__YOUR TASK__.
Please write out all of the records below exactly as they appear.

[Opening PROVIDED RECORDS section]

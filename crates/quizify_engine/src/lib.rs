//! Quizify engine: MCQ submission over HTTP and result export.
mod engine;
mod export;
mod submit;
mod types;

pub use engine::{EngineError, EngineHandle};
pub use export::{ensure_output_dir, safe_file_name, AtomicFileWriter, PersistError};
pub use submit::{ReqwestSubmitter, SubmitSettings, Submitter, DEFAULT_ENDPOINT};
pub use types::{
    EngineEvent, FailureKind, McqRequest, McqResponse, RequestId, SubmitError,
};
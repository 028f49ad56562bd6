use crate::{RequestId, SelectedFile};

/// Side effects requested by `update`; executed by the platform layer.
#[derive(Debug, Clone, PartialEq, Eq)]
pub enum Effect {
    SubmitPdf {
        request_id: RequestId,
        file: SelectedFile,
        question_count: u32,
    },
    CopyToClipboard { text: String },
    ExportResult {
        text: String,
        file_name: Option<String>,
    },
}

[Closing PROVIDED RECORDS section]

__ANSWER BOX__.
filename crates/quizify_engine/src/lib.rs
//! Quizify engine: MCQ submission over HTTP and result export.
mod engine;
mod export;
mod submit;
mod types;

pub use engine::{EngineError, EngineHandle};
pub use export::{ensure_output_dir, safe_file_name, AtomicFileWriter, PersistError};
pub use submit::{ReqwestSubmitter, SubmitSettings, Submitter, DEFAULT_ENDPOINT};
pub use types::{
    EngineEvent, FailureKind, McqRequest, McqResponse, RequestId, SubmitError,
};
repository 028f49ad56562bd6
use crate::{RequestId, SelectedFile};

/// Side effects requested by `update`; executed by the platform layer.
#[derive(Debug, Clone, PartialEq, Eq)]
pub enum Effect {
    SubmitPdf {
        request_id: RequestId,
        file: SelectedFile,
        question_count: u32,
    },
    CopyToClipboard { text: String },
    ExportResult {
        text: String,
        file_name: Option<String>,
    },
}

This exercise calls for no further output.